▶ PROVIDED RECORDS
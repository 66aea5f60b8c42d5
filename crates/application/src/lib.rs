//! Application layer: the ports the resolution engine talks through.
pub mod context;
pub mod ports;

pub use context::ResolveContext;
use super::suffix_trie::{MatchIds, SuffixTrie};
use aho_corasick::AhoCorasick;
use compact_str::CompactString;
use fancy_regex::Regex;
use ferrous_resolver_domain::config::{normalize_domain, DomainMatchType, DomainPattern};
use ferrous_resolver_domain::ConfigError;
use rustc_hash::FxBuildHasher;
use std::collections::HashMap;
use tracing::warn;

/// Mutable side of a [`DomainMatcherGroup`]. Ids are handed out in
/// insertion order starting at 1.
#[derive(Default)]
pub struct DomainMatcherGroupBuilder {
    full: HashMap<CompactString, MatchIds, FxBuildHasher>,
    suffix: SuffixTrie,
    keywords: Vec<(String, u32)>,
    regexes: Vec<(Regex, u32)>,
    next_id: u32,
}

impl DomainMatcherGroupBuilder {
    pub fn new() -> Self {
        Self::default()
    }

    pub fn add(&mut self, pattern: &DomainPattern) -> Result<u32, ConfigError> {
        let value = pattern.value.as_str();
        if value.is_empty() {
            return Err(ConfigError::InvalidDomainPattern(pattern.to_string()));
        }

        let id = self.next_id + 1;
        match pattern.match_type {
            DomainMatchType::Full => {
                self.full
                    .entry(CompactString::new(value))
                    .or_default()
                    .push(id);
            }
            DomainMatchType::Domain => self.suffix.insert(value, id),
            DomainMatchType::Keyword => self.keywords.push((value.to_string(), id)),
            DomainMatchType::Regexp => {
                let regex = Regex::new(value).map_err(|e| {
                    ConfigError::InvalidDomainPattern(format!("{}: {}", pattern, e))
                })?;
                self.regexes.push((regex, id));
            }
        }
        self.next_id = id;
        Ok(id)
    }

    pub fn build(self) -> Result<DomainMatcherGroup, ConfigError> {
        let (keyword_automaton, keyword_ids) = if self.keywords.is_empty() {
            (None, Vec::new())
        } else {
            let (patterns, ids): (Vec<String>, Vec<u32>) = self.keywords.into_iter().unzip();
            let ac = AhoCorasick::builder()
                .ascii_case_insensitive(true)
                .build(&patterns)
                .map_err(|e| ConfigError::InvalidDomainPattern(e.to_string()))?;
            (Some(ac), ids)
        };

        Ok(DomainMatcherGroup {
            full: self.full,
            suffix: self.suffix,
            keyword_automaton,
            keyword_ids,
            regexes: self.regexes,
            size: self.next_id as usize,
        })
    }
}

/// Read-only set of domain patterns.
///
/// Full matches use a hash map, `domain:` patterns a reversed-label trie,
/// keywords one Aho-Corasick automaton and regexps are tried in order.
pub struct DomainMatcherGroup {
    full: HashMap<CompactString, MatchIds, FxBuildHasher>,
    suffix: SuffixTrie,
    keyword_automaton: Option<AhoCorasick>,
    keyword_ids: Vec<u32>,
    regexes: Vec<(Regex, u32)>,
    size: usize,
}

impl Default for DomainMatcherGroup {
    fn default() -> Self {
        Self {
            full: HashMap::with_hasher(FxBuildHasher),
            suffix: SuffixTrie::new(),
            keyword_automaton: None,
            keyword_ids: Vec::new(),
            regexes: Vec::new(),
            size: 0,
        }
    }
}

impl DomainMatcherGroup {
    pub fn builder() -> DomainMatcherGroupBuilder {
        DomainMatcherGroupBuilder::new()
    }

    pub fn len(&self) -> usize {
        self.size
    }

    pub fn is_empty(&self) -> bool {
        self.size == 0
    }

    /// Ids of every pattern matching `domain`, unordered.
    pub fn matches(&self, domain: &str) -> MatchIds {
        let domain = normalize_domain(domain);
        let mut out = MatchIds::new();

        if let Some(ids) = self.full.get(domain.as_str()) {
            out.extend_from_slice(ids);
        }
        self.suffix.lookup_into(&domain, &mut out);

        if let Some(ac) = &self.keyword_automaton {
            for m in ac.find_overlapping_iter(domain.as_str()) {
                out.push(self.keyword_ids[m.pattern().as_usize()]);
            }
        }

        for (regex, id) in &self.regexes {
            match regex.is_match(&domain) {
                Ok(true) => out.push(*id),
                Ok(false) => {}
                Err(e) => warn!(domain = %domain, error = %e, "Regex evaluation failed"),
            }
        }

        out
    }

    /// The matching pattern added last, if any.
    pub fn best_match(&self, domain: &str) -> Option<u32> {
        self.matches(domain).into_iter().max()
    }
}
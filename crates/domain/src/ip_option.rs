use std::net::IpAddr;

/// Address families a caller wants back from a lookup.
#[derive(Debug, Clone, Copy, PartialEq, Eq, Default)]
pub struct IpOption {
    pub ipv4_enabled: bool,
    pub ipv6_enabled: bool,
}

impl IpOption {
    pub const BOTH: Self = Self::new(true, true);
    pub const IPV4_ONLY: Self = Self::new(true, false);
    pub const IPV6_ONLY: Self = Self::new(false, true);
    pub const NONE: Self = Self::new(false, false);

    pub const fn new(ipv4_enabled: bool, ipv6_enabled: bool) -> Self {
        Self {
            ipv4_enabled,
            ipv6_enabled,
        }
    }

    /// True when neither family is requested.
    pub fn is_empty(&self) -> bool {
        !self.ipv4_enabled && !self.ipv6_enabled
    }

    pub fn accepts(&self, ip: &IpAddr) -> bool {
        match ip {
            IpAddr::V4(_) => self.ipv4_enabled,
            IpAddr::V6(_) => self.ipv6_enabled,
        }
    }

    /// Keeps only the addresses of requested families, preserving order.
    pub fn filter(&self, ips: &[IpAddr]) -> Vec<IpAddr> {
        ips.iter().copied().filter(|ip| self.accepts(ip)).collect()
    }
}

#[cfg(test)]
mod tests {
    use super::*;

    #[test]
    fn test_filter_keeps_order() {
        let ips: Vec<IpAddr> = vec![
            "1.1.1.1".parse().unwrap(),
            "::1".parse().unwrap(),
            "8.8.8.8".parse().unwrap(),
        ];

        assert_eq!(
            IpOption::IPV4_ONLY.filter(&ips),
            vec![ips[0], ips[2]]
        );
        assert_eq!(IpOption::IPV6_ONLY.filter(&ips), vec![ips[1]]);
        assert_eq!(IpOption::BOTH.filter(&ips), ips);
        assert!(IpOption::NONE.filter(&ips).is_empty());
    }

    #[test]
    fn test_is_empty() {
        assert!(IpOption::NONE.is_empty());
        assert!(IpOption::default().is_empty());
        assert!(!IpOption::IPV4_ONLY.is_empty());
    }
}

▶ WHAT IS NEEDED
Output all records exactly, with nothing added or dropped.

▶ RESPONSE BELOW
repository 66aea5f60b8c42d5
filename crates/application/src/lib.rs
//! Application layer: the ports the resolution engine talks through.
pub mod context;
pub mod ports;

pub use context::ResolveContext;
use super::suffix_trie::{MatchIds, SuffixTrie};
use aho_corasick::AhoCorasick;
use compact_str::CompactString;
use fancy_regex::Regex;
use ferrous_resolver_domain::config::{normalize_domain, DomainMatchType, DomainPattern};
use ferrous_resolver_domain::ConfigError;
use rustc_hash::FxBuildHasher;
use std::collections::HashMap;
use tracing::warn;

/// Mutable side of a [`DomainMatcherGroup`]. Ids are handed out in
/// insertion order starting at 1.
#[derive(Default)]
pub struct DomainMatcherGroupBuilder {
    full: HashMap<CompactString, MatchIds, FxBuildHasher>,
    suffix: SuffixTrie,
    keywords: Vec<(String, u32)>,
    regexes: Vec<(Regex, u32)>,
    next_id: u32,
}

impl DomainMatcherGroupBuilder {
    pub fn new() -> Self {
        Self::default()
    }

    pub fn add(&mut self, pattern: &DomainPattern) -> Result<u32, ConfigError> {
        let value = pattern.value.as_str();
        if value.is_empty() {
            return Err(ConfigError::InvalidDomainPattern(pattern.to_string()));
        }

        let id = self.next_id + 1;
        match pattern.match_type {
            DomainMatchType::Full => {
                self.full
                    .entry(CompactString::new(value))
                    .or_default()
                    .push(id);
            }
            DomainMatchType::Domain => self.suffix.insert(value, id),
            DomainMatchType::Keyword => self.keywords.push((value.to_string(), id)),
            DomainMatchType::Regexp => {
                let regex = Regex::new(value).map_err(|e| {
                    ConfigError::InvalidDomainPattern(format!("{}: {}", pattern, e))
                })?;
                self.regexes.push((regex, id));
            }
        }
        self.next_id = id;
        Ok(id)
    }

    pub fn build(self) -> Result<DomainMatcherGroup, ConfigError> {
        let (keyword_automaton, keyword_ids) = if self.keywords.is_empty() {
            (None, Vec::new())
        } else {
            let (patterns, ids): (Vec<String>, Vec<u32>) = self.keywords.into_iter().unzip();
            let ac = AhoCorasick::builder()
                .ascii_case_insensitive(true)
                .build(&patterns)
                .map_err(|e| ConfigError::InvalidDomainPattern(e.to_string()))?;
            (Some(ac), ids)
        };

        Ok(DomainMatcherGroup {
            full: self.full,
            suffix: self.suffix,
            keyword_automaton,
            keyword_ids,
            regexes: self.regexes,
            size: self.next_id as usize,
        })
    }
}

/// Read-only set of domain patterns.
///
/// Full matches use a hash map, `domain:` patterns a reversed-label trie,
/// keywords one Aho-Corasick automaton and regexps are tried in order.
pub struct DomainMatcherGroup {
    full: HashMap<CompactString, MatchIds, FxBuildHasher>,
    suffix: SuffixTrie,
    keyword_automaton: Option<AhoCorasick>,
    keyword_ids: Vec<u32>,
    regexes: Vec<(Regex, u32)>,
    size: usize,
}

impl Default for DomainMatcherGroup {
    fn default() -> Self {
        Self {
            full: HashMap::with_hasher(FxBuildHasher),
            suffix: SuffixTrie::new(),
            keyword_automaton: None,
            keyword_ids: Vec::new(),
            regexes: Vec::new(),
            size: 0,
        }
    }
}

impl DomainMatcherGroup {
    pub fn builder() -> DomainMatcherGroupBuilder {
        DomainMatcherGroupBuilder::new()
    }

    pub fn len(&self) -> usize {
        self.size
    }

    pub fn is_empty(&self) -> bool {
        self.size == 0
    }

    /// Ids of every pattern matching `domain`, unordered.
    pub fn matches(&self, domain: &str) -> MatchIds {
        let domain = normalize_domain(domain);
        let mut out = MatchIds::new();

        if let Some(ids) = self.full.get(domain.as_str()) {
            out.extend_from_slice(ids);
        }
        self.suffix.lookup_into(&domain, &mut out);

        if let Some(ac) = &self.keyword_automaton {
            for m in ac.find_overlapping_iter(domain.as_str()) {
                out.push(self.keyword_ids[m.pattern().as_usize()]);
            }
        }

        for (regex, id) in &self.regexes {
            match regex.is_match(&domain) {
                Ok(true) => out.push(*id),
                Ok(false) => {}
                Err(e) => warn!(domain = %domain, error = %e, "Regex evaluation failed"),
            }
        }

        out
    }

    /// The matching pattern added last, if any.
    pub fn best_match(&self, domain: &str) -> Option<u32> {
        self.matches(domain).into_iter().max()
    }
}
filename crates/domain/src/ip_option.rs
use std::net::IpAddr;

/// Address families a caller wants back from a lookup.
#[derive(Debug, Clone, Copy, PartialEq, Eq, Default)]
pub struct IpOption {
    pub ipv4_enabled: bool,
    pub ipv6_enabled: bool,
}

impl IpOption {
    pub const BOTH: Self = Self::new(true, true);
    pub const IPV4_ONLY: Self = Self::new(true, false);
    pub const IPV6_ONLY: Self = Self::new(false, true);
    pub const NONE: Self = Self::new(false, false);

    pub const fn new(ipv4_enabled: bool, ipv6_enabled: bool) -> Self {
        Self {
            ipv4_enabled,
            ipv6_enabled,
        }
    }

    /// True when neither family is requested.
    pub fn is_empty(&self) -> bool {
        !self.ipv4_enabled && !self.ipv6_enabled
    }

    pub fn accepts(&self, ip: &IpAddr) -> bool {
        match ip {
            IpAddr::V4(_) => self.ipv4_enabled,
            IpAddr::V6(_) => self.ipv6_enabled,
        }
    }

    /// Keeps only the addresses of requested families, preserving order.
    pub fn filter(&self, ips: &[IpAddr]) -> Vec<IpAddr> {
        ips.iter().copied().filter(|ip| self.accepts(ip)).collect()
    }
}

#[cfg(test)]
mod tests {
    use super::*;

    #[test]
    fn test_filter_keeps_order() {
        let ips: Vec<IpAddr> = vec![
            "1.1.1.1".parse().unwrap(),
            "::1".parse().unwrap(),
            "8.8.8.8".parse().unwrap(),
        ];

        assert_eq!(
            IpOption::IPV4_ONLY.filter(&ips),
            vec![ips[0], ips[2]]
        );
        assert_eq!(IpOption::IPV6_ONLY.filter(&ips), vec![ips[1]]);
        assert_eq!(IpOption::BOTH.filter(&ips), ips);
        assert!(IpOption::NONE.filter(&ips).is_empty());
    }

    #[test]
    fn test_is_empty() {
        assert!(IpOption::NONE.is_empty());
        assert!(IpOption::default().is_empty());
        assert!(!IpOption::IPV4_ONLY.is_empty());
    }
}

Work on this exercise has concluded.